__Records provided__
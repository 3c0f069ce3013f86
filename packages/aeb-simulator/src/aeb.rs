//! aeb.rs — Autonomous Emergency Braking decision unit
//!
//! Time-to-collision staged braking against a single lead vehicle:
//! 1. TTC = gap / closing speed (infinite when not closing)
//! 2. physically required deceleration to stop with a 3 m residual gap
//!    (constant-deceleration stopping-distance inversion)
//! 3. a TTC-staged ceiling: no braking above the soft band, −3 m/s² in the
//!    soft band, −8.5 m/s² in the full band
//! 4. the weaker of "required" and "ceiling" is applied — AEB never brakes
//!    harder than its current tier permits, and never harder than physics
//!    demands when the tier would allow more
//! 5. any change to the applied decision restamps `command_time`, which the
//!    actuation latency gate keys off
//! 6. FCW / soft / hard threshold crossings are recorded once per episode

use aeb_types::Activation;

use crate::vehicle::KinematicAgent;

// AEB policy constants
pub const FCW_TTC_S: f64 = 2.3; // forward-collision-warning threshold
pub const SOFT_BRAKE_TTC_S: f64 = 1.5; // soft braking threshold
pub const FULL_BRAKE_TTC_S: f64 = 1.1; // emergency braking threshold
pub const MAX_SOFT_BRAKE_MPS2: f64 = -3.0;
pub const MAX_FULL_BRAKE_MPS2: f64 = -8.5;
/// Residual gap the required-deceleration calculation aims to stop with.
pub const FINAL_DISTANCE_M: f64 = 3.0;
/// Actuation delay between a decision change and the vehicle seeing it.
pub const SYSTEM_LATENCY_S: f64 = 0.3;

/// Per-tick AEB evaluation, returned to the runner for arbitration and
/// telemetry.
#[derive(Debug, Clone, Copy)]
pub struct AebDecision {
    pub distance_m: f64,
    pub ttc_s: f64,
    pub required_decel_mps2: f64,
    pub applied_decel_mps2: f64,
    pub ego_speed_mps: f64,
}

/// Episode-scoped AEB state: construct fresh per episode, never share.
#[derive(Debug)]
pub struct AebController {
    /// Sim time of the last change to the commanded deceleration. Starts at
    /// −∞ so the very first release is immediately eligible.
    command_time_s: f64,
    commanded_decel_mps2: f64,
    /// Value most recently released through the latency gate.
    released_decel_mps2: f64,
    pub fcw_activation: Activation,
    pub soft_brake_activation: Activation,
    pub hard_brake_activation: Activation,
}

impl Default for AebController {
    fn default() -> Self {
        Self::new()
    }
}

impl AebController {
    pub fn new() -> Self {
        Self {
            command_time_s: f64::NEG_INFINITY,
            commanded_decel_mps2: 0.0,
            released_decel_mps2: 0.0,
            fcw_activation: Activation::default(),
            soft_brake_activation: Activation::default(),
            hard_brake_activation: Activation::default(),
        }
    }

    /// Staged deceleration ceiling for the current TTC band.
    pub fn tier_ceiling(ttc_s: f64) -> f64 {
        if ttc_s <= FULL_BRAKE_TTC_S {
            MAX_FULL_BRAKE_MPS2
        } else if ttc_s <= SOFT_BRAKE_TTC_S {
            MAX_SOFT_BRAKE_MPS2
        } else {
            0.0
        }
    }

    /// Evaluate one tick of ego/target kinematic state.
    ///
    /// Side effects: restamps the command time on a decision change and arms
    /// the one-shot activation records.
    pub fn calculate_control<A: KinematicAgent>(
        &mut self,
        ego: &A,
        target: &A,
        now_s: f64,
    ) -> AebDecision {
        let distance_m = ego.distance_to(target);
        let relative_speed = ego.speed_mps() - target.speed_mps();
        let ttc_s = if relative_speed > 0.0 {
            distance_m / relative_speed
        } else {
            f64::INFINITY
        };

        // Deceleration needed to stop FINAL_DISTANCE_M short of the target,
        // assuming it holds its current speed. Guarded so the stopping
        // distance is strictly positive.
        let mut required_decel_mps2 = 0.0;
        if distance_m > FINAL_DISTANCE_M && relative_speed > 0.0 {
            let stopping_distance = distance_m - FINAL_DISTANCE_M;
            required_decel_mps2 = -(relative_speed * relative_speed) / (2.0 * stopping_distance);
        }

        let max_allowed_decel = Self::tier_ceiling(ttc_s);

        // Weaker of the two: never exceed the tier ceiling, never brake
        // harder than physically necessary when the tier would allow it.
        let applied_decel_mps2 = if required_decel_mps2 < 0.0 {
            required_decel_mps2.max(max_allowed_decel)
        } else {
            max_allowed_decel
        };

        if applied_decel_mps2 != self.commanded_decel_mps2 {
            self.commanded_decel_mps2 = applied_decel_mps2;
            self.command_time_s = now_s;
        }

        if ttc_s <= FCW_TTC_S {
            self.fcw_activation.arm(now_s, distance_m);
        }
        if ttc_s <= SOFT_BRAKE_TTC_S {
            self.soft_brake_activation.arm(now_s, distance_m);
        }
        if ttc_s <= FULL_BRAKE_TTC_S {
            self.hard_brake_activation.arm(now_s, distance_m);
        }

        AebDecision {
            distance_m,
            ttc_s,
            required_decel_mps2,
            applied_decel_mps2,
            ego_speed_mps: ego.speed_mps(),
        }
    }

    /// True once the actuation delay since the last decision change has
    /// elapsed — the gate condition for releasing a new command.
    pub fn latency_elapsed(&self, now_s: f64) -> bool {
        now_s >= self.command_time_s + SYSTEM_LATENCY_S
    }

    pub fn command_time_s(&self) -> f64 {
        self.command_time_s
    }

    pub fn commanded_decel_mps2(&self) -> f64 {
        self.commanded_decel_mps2
    }

    pub fn released_decel_mps2(&self) -> f64 {
        self.released_decel_mps2
    }

    /// Record the value the latency gate actually let through this tick.
    pub fn note_release(&mut self, released_mps2: f64) {
        self.released_decel_mps2 = released_mps2;
    }
}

__Required action__
Please print the records above exactly, leaving nothing out.

__Expected answer__
repository 3c0f069ce3013f86
filename packages/aeb-simulator/src/aeb.rs
//! aeb.rs — Autonomous Emergency Braking decision unit
//!
//! Time-to-collision staged braking against a single lead vehicle:
//! 1. TTC = gap / closing speed (infinite when not closing)
//! 2. physically required deceleration to stop with a 3 m residual gap
//!    (constant-deceleration stopping-distance inversion)
//! 3. a TTC-staged ceiling: no braking above the soft band, −3 m/s² in the
//!    soft band, −8.5 m/s² in the full band
//! 4. the weaker of "required" and "ceiling" is applied — AEB never brakes
//!    harder than its current tier permits, and never harder than physics
//!    demands when the tier would allow more
//! 5. any change to the applied decision restamps `command_time`, which the
//!    actuation latency gate keys off
//! 6. FCW / soft / hard threshold crossings are recorded once per episode

use aeb_types::Activation;

use crate::vehicle::KinematicAgent;

// AEB policy constants
pub const FCW_TTC_S: f64 = 2.3; // forward-collision-warning threshold
pub const SOFT_BRAKE_TTC_S: f64 = 1.5; // soft braking threshold
pub const FULL_BRAKE_TTC_S: f64 = 1.1; // emergency braking threshold
pub const MAX_SOFT_BRAKE_MPS2: f64 = -3.0;
pub const MAX_FULL_BRAKE_MPS2: f64 = -8.5;
/// Residual gap the required-deceleration calculation aims to stop with.
pub const FINAL_DISTANCE_M: f64 = 3.0;
/// Actuation delay between a decision change and the vehicle seeing it.
pub const SYSTEM_LATENCY_S: f64 = 0.3;

/// Per-tick AEB evaluation, returned to the runner for arbitration and
/// telemetry.
#[derive(Debug, Clone, Copy)]
pub struct AebDecision {
    pub distance_m: f64,
    pub ttc_s: f64,
    pub required_decel_mps2: f64,
    pub applied_decel_mps2: f64,
    pub ego_speed_mps: f64,
}

/// Episode-scoped AEB state: construct fresh per episode, never share.
#[derive(Debug)]
pub struct AebController {
    /// Sim time of the last change to the commanded deceleration. Starts at
    /// −∞ so the very first release is immediately eligible.
    command_time_s: f64,
    commanded_decel_mps2: f64,
    /// Value most recently released through the latency gate.
    released_decel_mps2: f64,
    pub fcw_activation: Activation,
    pub soft_brake_activation: Activation,
    pub hard_brake_activation: Activation,
}

impl Default for AebController {
    fn default() -> Self {
        Self::new()
    }
}

impl AebController {
    pub fn new() -> Self {
        Self {
            command_time_s: f64::NEG_INFINITY,
            commanded_decel_mps2: 0.0,
            released_decel_mps2: 0.0,
            fcw_activation: Activation::default(),
            soft_brake_activation: Activation::default(),
            hard_brake_activation: Activation::default(),
        }
    }

    /// Staged deceleration ceiling for the current TTC band.
    pub fn tier_ceiling(ttc_s: f64) -> f64 {
        if ttc_s <= FULL_BRAKE_TTC_S {
            MAX_FULL_BRAKE_MPS2
        } else if ttc_s <= SOFT_BRAKE_TTC_S {
            MAX_SOFT_BRAKE_MPS2
        } else {
            0.0
        }
    }

    /// Evaluate one tick of ego/target kinematic state.
    ///
    /// Side effects: restamps the command time on a decision change and arms
    /// the one-shot activation records.
    pub fn calculate_control<A: KinematicAgent>(
        &mut self,
        ego: &A,
        target: &A,
        now_s: f64,
    ) -> AebDecision {
        let distance_m = ego.distance_to(target);
        let relative_speed = ego.speed_mps() - target.speed_mps();
        let ttc_s = if relative_speed > 0.0 {
            distance_m / relative_speed
        } else {
            f64::INFINITY
        };

        // Deceleration needed to stop FINAL_DISTANCE_M short of the target,
        // assuming it holds its current speed. Guarded so the stopping
        // distance is strictly positive.
        let mut required_decel_mps2 = 0.0;
        if distance_m > FINAL_DISTANCE_M && relative_speed > 0.0 {
            let stopping_distance = distance_m - FINAL_DISTANCE_M;
            required_decel_mps2 = -(relative_speed * relative_speed) / (2.0 * stopping_distance);
        }

        let max_allowed_decel = Self::tier_ceiling(ttc_s);

        // Weaker of the two: never exceed the tier ceiling, never brake
        // harder than physically necessary when the tier would allow it.
        let applied_decel_mps2 = if required_decel_mps2 < 0.0 {
            required_decel_mps2.max(max_allowed_decel)
        } else {
            max_allowed_decel
        };

        if applied_decel_mps2 != self.commanded_decel_mps2 {
            self.commanded_decel_mps2 = applied_decel_mps2;
            self.command_time_s = now_s;
        }

        if ttc_s <= FCW_TTC_S {
            self.fcw_activation.arm(now_s, distance_m);
        }
        if ttc_s <= SOFT_BRAKE_TTC_S {
            self.soft_brake_activation.arm(now_s, distance_m);
        }
        if ttc_s <= FULL_BRAKE_TTC_S {
            self.hard_brake_activation.arm(now_s, distance_m);
        }

        AebDecision {
            distance_m,
            ttc_s,
            required_decel_mps2,
            applied_decel_mps2,
            ego_speed_mps: ego.speed_mps(),
        }
    }

    /// True once the actuation delay since the last decision change has
    /// elapsed — the gate condition for releasing a new command.
    pub fn latency_elapsed(&self, now_s: f64) -> bool {
        now_s >= self.command_time_s + SYSTEM_LATENCY_S
    }

    pub fn command_time_s(&self) -> f64 {
        self.command_time_s
    }

    pub fn commanded_decel_mps2(&self) -> f64 {
        self.commanded_decel_mps2
    }

    pub fn released_decel_mps2(&self) -> f64 {
        self.released_decel_mps2
    }

    /// Record the value the latency gate actually let through this tick.
    pub fn note_release(&mut self, released_mps2: f64) {
        self.released_decel_mps2 = released_mps2;
    }
}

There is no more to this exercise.